Material provided Block Start

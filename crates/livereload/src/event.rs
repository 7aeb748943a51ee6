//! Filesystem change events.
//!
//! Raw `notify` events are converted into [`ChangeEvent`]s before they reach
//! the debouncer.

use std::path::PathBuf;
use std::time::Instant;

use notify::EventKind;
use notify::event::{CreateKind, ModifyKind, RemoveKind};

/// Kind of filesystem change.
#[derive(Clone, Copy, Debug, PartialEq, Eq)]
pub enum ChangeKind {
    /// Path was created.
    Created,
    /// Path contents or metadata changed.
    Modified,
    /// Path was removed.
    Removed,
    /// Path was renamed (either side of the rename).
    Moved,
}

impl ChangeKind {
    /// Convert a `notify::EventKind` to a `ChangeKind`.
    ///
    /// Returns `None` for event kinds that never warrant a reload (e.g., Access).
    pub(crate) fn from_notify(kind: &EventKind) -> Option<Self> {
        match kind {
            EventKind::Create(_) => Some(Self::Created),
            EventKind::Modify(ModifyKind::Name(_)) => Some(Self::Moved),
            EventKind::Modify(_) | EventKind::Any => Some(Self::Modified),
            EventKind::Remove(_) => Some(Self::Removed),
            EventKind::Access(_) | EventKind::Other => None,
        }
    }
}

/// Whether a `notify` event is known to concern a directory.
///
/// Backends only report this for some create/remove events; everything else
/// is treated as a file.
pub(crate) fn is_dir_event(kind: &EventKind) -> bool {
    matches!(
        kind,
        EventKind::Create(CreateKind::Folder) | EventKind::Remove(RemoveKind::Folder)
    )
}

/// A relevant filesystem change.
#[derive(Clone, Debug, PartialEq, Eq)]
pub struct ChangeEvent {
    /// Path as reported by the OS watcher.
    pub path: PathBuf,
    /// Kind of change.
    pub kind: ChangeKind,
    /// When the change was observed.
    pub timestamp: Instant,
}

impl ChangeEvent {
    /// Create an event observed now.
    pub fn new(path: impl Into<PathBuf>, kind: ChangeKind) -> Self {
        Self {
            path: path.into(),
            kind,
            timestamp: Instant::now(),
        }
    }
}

Material provided Block End
Material provided Block Start

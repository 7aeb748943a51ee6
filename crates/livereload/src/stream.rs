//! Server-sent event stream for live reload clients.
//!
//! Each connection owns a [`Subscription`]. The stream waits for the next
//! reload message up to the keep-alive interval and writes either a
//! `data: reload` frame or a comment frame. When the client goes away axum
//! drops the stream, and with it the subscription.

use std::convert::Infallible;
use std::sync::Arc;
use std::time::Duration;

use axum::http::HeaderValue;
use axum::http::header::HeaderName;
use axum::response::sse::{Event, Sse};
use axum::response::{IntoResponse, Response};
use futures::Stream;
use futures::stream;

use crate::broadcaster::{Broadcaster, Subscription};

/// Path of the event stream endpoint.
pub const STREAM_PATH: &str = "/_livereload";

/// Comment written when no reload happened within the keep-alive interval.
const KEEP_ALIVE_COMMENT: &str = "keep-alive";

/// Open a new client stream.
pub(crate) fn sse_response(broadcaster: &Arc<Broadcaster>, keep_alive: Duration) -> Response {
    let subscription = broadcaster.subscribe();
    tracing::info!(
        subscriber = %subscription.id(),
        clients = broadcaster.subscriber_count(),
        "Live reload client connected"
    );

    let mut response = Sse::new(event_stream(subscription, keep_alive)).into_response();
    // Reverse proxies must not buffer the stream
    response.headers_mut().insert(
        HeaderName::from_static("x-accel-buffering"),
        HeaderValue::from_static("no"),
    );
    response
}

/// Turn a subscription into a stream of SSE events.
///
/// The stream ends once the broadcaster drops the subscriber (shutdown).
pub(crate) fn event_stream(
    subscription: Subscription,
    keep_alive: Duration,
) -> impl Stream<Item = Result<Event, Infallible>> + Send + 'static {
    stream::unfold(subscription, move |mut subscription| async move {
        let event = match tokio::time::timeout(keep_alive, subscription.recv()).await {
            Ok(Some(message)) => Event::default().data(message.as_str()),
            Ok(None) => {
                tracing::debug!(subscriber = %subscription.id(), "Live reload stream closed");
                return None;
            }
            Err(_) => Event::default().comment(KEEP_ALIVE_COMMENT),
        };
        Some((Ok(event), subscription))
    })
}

Material provided Block End

▸ Problem description: Your answer should consist solely of the lines above from the line with "filename crates/livereload/src/event.rs" to the line with "of filesystem change.", both included, reproduced exactly.

▸ Answer to the problem:
filename crates/livereload/src/event.rs
repository 7aeb748943a51ee6
//! Filesystem change events.
//!
//! Raw `notify` events are converted into [`ChangeEvent`]s before they reach
//! the debouncer.

use std::path::PathBuf;
use std::time::Instant;

use notify::EventKind;
use notify::event::{CreateKind, ModifyKind, RemoveKind};

/// Kind of filesystem change.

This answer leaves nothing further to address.